All publishing houses have archives, but for anyone interested in 20th-century literature the archive of Faber & Faber is a fabled treasure house. This is the firm that was, as Toby Faber puts it, “midwife at the birth of modernism”. In 1924 Faber’s grandfather, Geoffrey Faber, aspiring poet and fellow of All Souls College, Oxford, had been installed as chairman of the Scientific Press, recently inherited by another All Souls fellow, Maurice Gwyer. It published mostly books and journals for nurses. Geoffrey Faber renamed it and started making it into a literary publisher. Within his first year he had installed TS Eliot as a fellow director and acquired his backlist.

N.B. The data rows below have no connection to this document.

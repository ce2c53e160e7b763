//! Response construction.
//!
//! # Responsibilities
//! - Turn a resolution into a 301/302 with a `Location` header
//! - Produce the plain 404 for unmatched requests
//!
//! # Design Decisions
//! - Characters not allowed in a header value are percent-encoded
//! - A target that still cannot be sent is treated as no match

use axum::{
    http::{header, HeaderValue, StatusCode},
    response::{IntoResponse, Response},
};
use percent_encoding::{utf8_percent_encode, AsciiSet, CONTROLS};

use crate::routing::Resolution;

/// Bytes escaped in a `Location` value.
const LOCATION: &AsciiSet = &CONTROLS.add(b' ').add(b'"').add(b'<').add(b'>').add(b'`');

/// Redirect response for a resolution.
pub fn redirect(resolution: &Resolution) -> Response {
    let status = if resolution.is_permanent() {
        StatusCode::MOVED_PERMANENTLY
    } else {
        StatusCode::FOUND
    };

    let location = utf8_percent_encode(&resolution.url, LOCATION).to_string();
    match HeaderValue::from_str(&location) {
        Ok(value) => (status, [(header::LOCATION, value)]).into_response(),
        Err(err) => {
            tracing::warn!(
                rule_id = %resolution.rule_id,
                location = %resolution.url,
                error = %err,
                "Redirect target is not a valid header value"
            );
            not_found()
        }
    }
}

pub fn not_found() -> Response {
    (StatusCode::NOT_FOUND, "Not Found").into_response()
}

#[cfg(test)]
mod tests {
    use super::*;
    use crate::routing::MatchKind;
    use uuid::Uuid;

    fn resolution(url: &str, status_code: u16) -> Resolution {
        Resolution {
            url: url.to_string(),
            status_code,
            rule_id: Uuid::new_v4(),
            forward_query: false,
            matched: MatchKind::Exact,
        }
    }

    #[test]
    fn test_redirect_status_and_location() {
        let permanent = redirect(&resolution("https://example.com/new", 301));
        assert_eq!(permanent.status(), StatusCode::MOVED_PERMANENTLY);
        assert_eq!(
            permanent.headers()[header::LOCATION],
            "https://example.com/new"
        );

        let temporary = redirect(&resolution("/x", 302));
        assert_eq!(temporary.status(), StatusCode::FOUND);
    }

    #[test]
    fn test_location_is_encoded() {
        let response = redirect(&resolution("/über uns", 301));
        assert_eq!(response.headers()[header::LOCATION], "/%C3%BCber%20uns");
    }
}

The firm would go on to publish Ezra Pound, WH Auden and James Joyce’s Finnegans Wake. Then Robert Lowell, Sylvia Plath, Ted Hughes, Philip Larkin, Seamus Heaney: a poetry list to beat all others. Academics have always itched to get into the Faber archive, to get at the letters and memos that record how this 20th-century canon was made. Toby Faber has rights of entry. He has given us a highly selective anthology rather than a narrative: his book is made up of extracts from original documents (mostly letters, but also memos, board minutes and blurbs), with spare comments from himself.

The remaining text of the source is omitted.